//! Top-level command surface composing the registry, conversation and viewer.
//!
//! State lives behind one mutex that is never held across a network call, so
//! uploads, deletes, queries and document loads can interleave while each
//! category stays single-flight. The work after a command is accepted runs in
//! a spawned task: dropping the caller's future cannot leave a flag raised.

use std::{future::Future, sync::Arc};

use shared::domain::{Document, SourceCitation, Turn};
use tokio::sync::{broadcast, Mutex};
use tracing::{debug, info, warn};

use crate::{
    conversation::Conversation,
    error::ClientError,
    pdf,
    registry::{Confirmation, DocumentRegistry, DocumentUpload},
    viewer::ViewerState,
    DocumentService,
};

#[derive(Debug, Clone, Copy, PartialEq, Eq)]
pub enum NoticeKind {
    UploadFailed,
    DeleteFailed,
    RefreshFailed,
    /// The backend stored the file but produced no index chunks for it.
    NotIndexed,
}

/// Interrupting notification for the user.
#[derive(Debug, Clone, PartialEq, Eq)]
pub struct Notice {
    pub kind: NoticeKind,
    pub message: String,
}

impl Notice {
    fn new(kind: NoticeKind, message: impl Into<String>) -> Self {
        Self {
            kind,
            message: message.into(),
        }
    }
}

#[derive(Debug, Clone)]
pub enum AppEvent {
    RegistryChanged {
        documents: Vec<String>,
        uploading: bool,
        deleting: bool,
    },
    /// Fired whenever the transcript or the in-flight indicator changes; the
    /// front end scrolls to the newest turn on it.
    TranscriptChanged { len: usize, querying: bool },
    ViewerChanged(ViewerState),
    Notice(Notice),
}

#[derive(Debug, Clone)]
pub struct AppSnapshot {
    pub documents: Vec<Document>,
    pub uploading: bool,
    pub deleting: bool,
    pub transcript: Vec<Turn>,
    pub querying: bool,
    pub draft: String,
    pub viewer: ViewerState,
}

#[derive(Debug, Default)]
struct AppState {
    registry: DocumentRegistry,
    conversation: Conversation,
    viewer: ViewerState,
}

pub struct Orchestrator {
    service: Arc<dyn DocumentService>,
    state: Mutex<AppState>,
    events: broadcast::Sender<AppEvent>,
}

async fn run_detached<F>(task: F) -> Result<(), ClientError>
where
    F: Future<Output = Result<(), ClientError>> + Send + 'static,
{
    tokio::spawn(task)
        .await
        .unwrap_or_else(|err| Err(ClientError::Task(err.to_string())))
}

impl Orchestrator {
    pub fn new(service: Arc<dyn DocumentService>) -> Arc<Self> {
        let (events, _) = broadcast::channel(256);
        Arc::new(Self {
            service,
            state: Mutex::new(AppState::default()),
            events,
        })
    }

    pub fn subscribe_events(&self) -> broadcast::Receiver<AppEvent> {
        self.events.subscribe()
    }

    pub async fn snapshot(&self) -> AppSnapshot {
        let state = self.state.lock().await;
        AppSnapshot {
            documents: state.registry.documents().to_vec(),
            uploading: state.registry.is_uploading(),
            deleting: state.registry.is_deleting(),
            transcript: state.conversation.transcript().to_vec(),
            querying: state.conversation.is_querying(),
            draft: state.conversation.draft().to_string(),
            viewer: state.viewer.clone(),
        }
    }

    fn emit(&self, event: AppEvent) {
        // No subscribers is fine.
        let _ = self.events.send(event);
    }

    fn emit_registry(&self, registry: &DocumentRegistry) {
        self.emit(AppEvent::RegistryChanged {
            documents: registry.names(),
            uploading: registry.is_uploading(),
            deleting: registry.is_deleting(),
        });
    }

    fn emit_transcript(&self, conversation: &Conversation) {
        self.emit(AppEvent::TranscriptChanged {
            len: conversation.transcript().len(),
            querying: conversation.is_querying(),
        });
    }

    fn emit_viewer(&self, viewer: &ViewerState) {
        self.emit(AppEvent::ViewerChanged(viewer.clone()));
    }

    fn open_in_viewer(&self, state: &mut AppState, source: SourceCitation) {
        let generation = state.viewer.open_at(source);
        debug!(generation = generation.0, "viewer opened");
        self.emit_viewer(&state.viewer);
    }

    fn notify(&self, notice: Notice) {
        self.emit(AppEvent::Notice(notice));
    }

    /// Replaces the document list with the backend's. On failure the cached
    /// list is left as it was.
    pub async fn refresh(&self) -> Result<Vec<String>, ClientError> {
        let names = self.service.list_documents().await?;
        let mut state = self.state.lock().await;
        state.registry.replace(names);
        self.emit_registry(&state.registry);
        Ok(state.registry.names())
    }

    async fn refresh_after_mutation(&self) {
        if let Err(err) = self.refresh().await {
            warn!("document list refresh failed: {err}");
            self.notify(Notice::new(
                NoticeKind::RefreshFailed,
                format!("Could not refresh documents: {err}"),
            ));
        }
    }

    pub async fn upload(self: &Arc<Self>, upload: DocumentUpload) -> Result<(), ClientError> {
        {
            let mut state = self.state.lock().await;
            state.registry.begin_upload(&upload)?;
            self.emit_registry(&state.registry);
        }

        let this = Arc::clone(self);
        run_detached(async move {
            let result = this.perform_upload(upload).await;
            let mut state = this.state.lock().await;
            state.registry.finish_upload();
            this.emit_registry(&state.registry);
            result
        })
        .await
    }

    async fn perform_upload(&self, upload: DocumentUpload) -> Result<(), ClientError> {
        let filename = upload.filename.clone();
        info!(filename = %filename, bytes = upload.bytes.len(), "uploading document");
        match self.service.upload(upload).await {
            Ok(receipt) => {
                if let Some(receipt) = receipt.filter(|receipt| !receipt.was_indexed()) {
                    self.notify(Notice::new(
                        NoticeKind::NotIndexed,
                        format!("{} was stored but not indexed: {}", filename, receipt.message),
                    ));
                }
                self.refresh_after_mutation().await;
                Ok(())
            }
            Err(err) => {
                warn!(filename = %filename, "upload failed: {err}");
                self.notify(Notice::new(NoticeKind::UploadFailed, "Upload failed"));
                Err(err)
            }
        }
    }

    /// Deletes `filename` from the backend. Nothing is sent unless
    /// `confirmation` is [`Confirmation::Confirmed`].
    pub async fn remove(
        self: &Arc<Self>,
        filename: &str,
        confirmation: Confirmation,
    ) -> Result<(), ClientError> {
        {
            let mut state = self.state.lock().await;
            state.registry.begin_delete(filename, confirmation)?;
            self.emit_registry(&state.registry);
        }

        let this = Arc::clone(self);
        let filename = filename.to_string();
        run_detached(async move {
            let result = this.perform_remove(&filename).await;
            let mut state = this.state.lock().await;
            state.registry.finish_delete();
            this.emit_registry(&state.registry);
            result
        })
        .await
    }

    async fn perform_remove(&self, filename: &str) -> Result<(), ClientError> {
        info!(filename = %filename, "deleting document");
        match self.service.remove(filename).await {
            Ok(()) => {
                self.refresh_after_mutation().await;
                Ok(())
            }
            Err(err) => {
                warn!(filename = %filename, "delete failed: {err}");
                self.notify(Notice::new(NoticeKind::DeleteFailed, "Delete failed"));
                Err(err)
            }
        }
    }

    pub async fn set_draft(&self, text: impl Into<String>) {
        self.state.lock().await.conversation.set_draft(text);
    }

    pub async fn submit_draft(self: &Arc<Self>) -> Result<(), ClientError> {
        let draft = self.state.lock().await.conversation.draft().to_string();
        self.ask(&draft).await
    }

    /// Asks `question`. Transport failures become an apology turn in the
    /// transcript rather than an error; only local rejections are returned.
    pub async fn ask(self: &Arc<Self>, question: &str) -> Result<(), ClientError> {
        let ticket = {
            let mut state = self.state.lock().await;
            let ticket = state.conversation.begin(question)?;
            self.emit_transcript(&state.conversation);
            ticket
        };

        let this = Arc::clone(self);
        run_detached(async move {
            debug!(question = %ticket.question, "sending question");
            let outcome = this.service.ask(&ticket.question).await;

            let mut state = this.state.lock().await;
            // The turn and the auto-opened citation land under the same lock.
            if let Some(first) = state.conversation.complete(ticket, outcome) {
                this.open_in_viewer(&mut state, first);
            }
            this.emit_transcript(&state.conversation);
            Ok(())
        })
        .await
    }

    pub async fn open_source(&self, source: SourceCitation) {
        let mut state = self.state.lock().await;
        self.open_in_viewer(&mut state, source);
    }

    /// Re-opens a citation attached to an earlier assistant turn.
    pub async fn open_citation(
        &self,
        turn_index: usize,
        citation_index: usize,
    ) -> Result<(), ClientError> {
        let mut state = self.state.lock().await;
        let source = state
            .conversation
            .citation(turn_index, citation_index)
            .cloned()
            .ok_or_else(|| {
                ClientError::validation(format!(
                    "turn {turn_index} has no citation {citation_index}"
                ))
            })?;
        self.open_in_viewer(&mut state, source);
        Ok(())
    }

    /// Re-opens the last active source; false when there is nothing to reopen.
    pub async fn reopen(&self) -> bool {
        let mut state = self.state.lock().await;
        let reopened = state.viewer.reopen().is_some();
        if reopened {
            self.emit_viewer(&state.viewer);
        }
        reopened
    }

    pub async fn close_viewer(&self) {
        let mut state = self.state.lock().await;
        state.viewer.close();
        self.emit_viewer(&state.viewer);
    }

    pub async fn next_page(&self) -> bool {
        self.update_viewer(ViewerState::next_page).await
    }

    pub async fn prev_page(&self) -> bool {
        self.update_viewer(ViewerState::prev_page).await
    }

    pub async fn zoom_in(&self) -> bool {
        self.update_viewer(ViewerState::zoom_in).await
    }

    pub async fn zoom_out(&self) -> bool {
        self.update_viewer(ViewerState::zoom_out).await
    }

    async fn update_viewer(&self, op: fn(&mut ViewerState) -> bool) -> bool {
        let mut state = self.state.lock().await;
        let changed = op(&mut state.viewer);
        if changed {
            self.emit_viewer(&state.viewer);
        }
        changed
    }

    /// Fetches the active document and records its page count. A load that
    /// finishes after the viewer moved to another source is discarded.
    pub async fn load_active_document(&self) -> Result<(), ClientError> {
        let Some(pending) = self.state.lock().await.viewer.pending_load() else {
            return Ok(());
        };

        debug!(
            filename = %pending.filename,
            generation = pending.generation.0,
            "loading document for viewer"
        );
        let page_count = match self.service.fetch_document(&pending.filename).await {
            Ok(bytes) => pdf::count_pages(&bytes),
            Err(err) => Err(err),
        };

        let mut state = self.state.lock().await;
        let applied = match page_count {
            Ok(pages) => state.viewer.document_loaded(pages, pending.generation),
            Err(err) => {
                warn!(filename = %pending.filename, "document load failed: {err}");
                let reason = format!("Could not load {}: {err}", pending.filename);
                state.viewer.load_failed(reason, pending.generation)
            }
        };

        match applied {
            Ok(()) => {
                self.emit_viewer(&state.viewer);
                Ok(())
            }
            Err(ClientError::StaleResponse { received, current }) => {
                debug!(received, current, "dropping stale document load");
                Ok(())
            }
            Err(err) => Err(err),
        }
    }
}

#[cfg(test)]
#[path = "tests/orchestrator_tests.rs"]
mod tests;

_ _ _ _ _

● **TASK PROMPT**
For the records above, state how many lines include "current", giving no more than the number.

● **YOUR SOLUTION**
2